━━━ Data shown

use parking_lot::RwLock;
use std::collections::HashMap;

use crate::sheets::PresenceStore;

/// Autocomplete limit imposed by Discord.
pub const MAX_CHOICES: usize = 25;

/// Known nicknames per sheet target, used for report autocomplete.
#[derive(Default)]
pub struct RosterCache {
    players: RwLock<HashMap<String, Vec<String>>>,
}

impl RosterCache {
    pub fn add(&self, target: &str, nickname: &str) {
        if nickname.is_empty() {
            return;
        }
        let mut players = self.players.write();
        let list = players.entry(target.to_string()).or_default();
        if !list.iter().any(|n| n == nickname) {
            list.push(nickname.to_string());
            tracing::debug!("Added '{}' to the roster of '{}'", nickname, target);
        }
    }

    pub fn players(&self, target: &str) -> Vec<String> {
        self.players.read().get(target).cloned().unwrap_or_default()
    }

    /// Case-insensitive substring match, capped at the autocomplete limit.
    pub fn search(&self, target: &str, partial: &str) -> Vec<String> {
        let needle = partial.to_lowercase();
        self.players
            .read()
            .get(target)
            .map(|list| {
                list.iter()
                    .filter(|n| n.to_lowercase().contains(&needle))
                    .take(MAX_CHOICES)
                    .cloned()
                    .collect()
            })
            .unwrap_or_default()
    }

    pub fn clear(&self) {
        self.players.write().clear();
    }

    /// Rebuilds the roster from every stored row of each target. Targets that fail to
    /// load are logged and left empty.
    pub async fn populate(&self, store: &dyn PresenceStore, targets: &[String]) {
        tracing::info!("Populating player roster for {} divisions", targets.len());
        for target in targets {
            match store.fetch_records(target).await {
                Ok(rows) => {
                    for row in rows {
                        self.add(target, row.nickname.trim());
                    }
                }
                Err(e) => tracing::error!("Failed to load roster for '{}': {}", target, e),
            }
        }
    }
}

#[cfg(test)]
mod tests {
    use super::*;

    #[test]
    fn add_ignores_repeats_and_empty_names() {
        let roster = RosterCache::default();
        roster.add("EUROPE 43", "Ana");
        roster.add("EUROPE 43", "Ana");
        roster.add("EUROPE 43", "");
        roster.add("EUROPE 43", "Bruno");
        assert_eq!(roster.players("EUROPE 43"), vec!["Ana".to_string(), "Bruno".to_string()]);
        assert!(roster.players("EUROPE 14").is_empty());
    }

    #[test]
    fn search_is_case_insensitive_and_capped() {
        let roster = RosterCache::default();
        for i in 0..40 {
            roster.add("EUROPE 43", &format!("Player{i}"));
        }
        roster.add("EUROPE 43", "Ana");

        assert_eq!(roster.search("EUROPE 43", "ana"), vec!["Ana".to_string()]);
        assert_eq!(roster.search("EUROPE 43", "PLAYER").len(), MAX_CHOICES);
        assert!(roster.search("OTHER", "a").is_empty());
    }

    #[test]
    fn clear_empties_every_target() {
        let roster = RosterCache::default();
        roster.add("EUROPE 43", "Ana");
        roster.clear();
        assert!(roster.players("EUROPE 43").is_empty());
    }
}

━━━━━━

Instructions to follow |
Lines after the one containing "pub struct RosterCache" are not part of the task. Output the entries exactly from their first line through that one.

Answer section |
use parking_lot::RwLock;
use std::collections::HashMap;

use crate::sheets::PresenceStore;

/// Autocomplete limit imposed by Discord.
pub const MAX_CHOICES: usize = 25;

/// Known nicknames per sheet target, used for report autocomplete.
#[derive(Default)]
pub struct RosterCache {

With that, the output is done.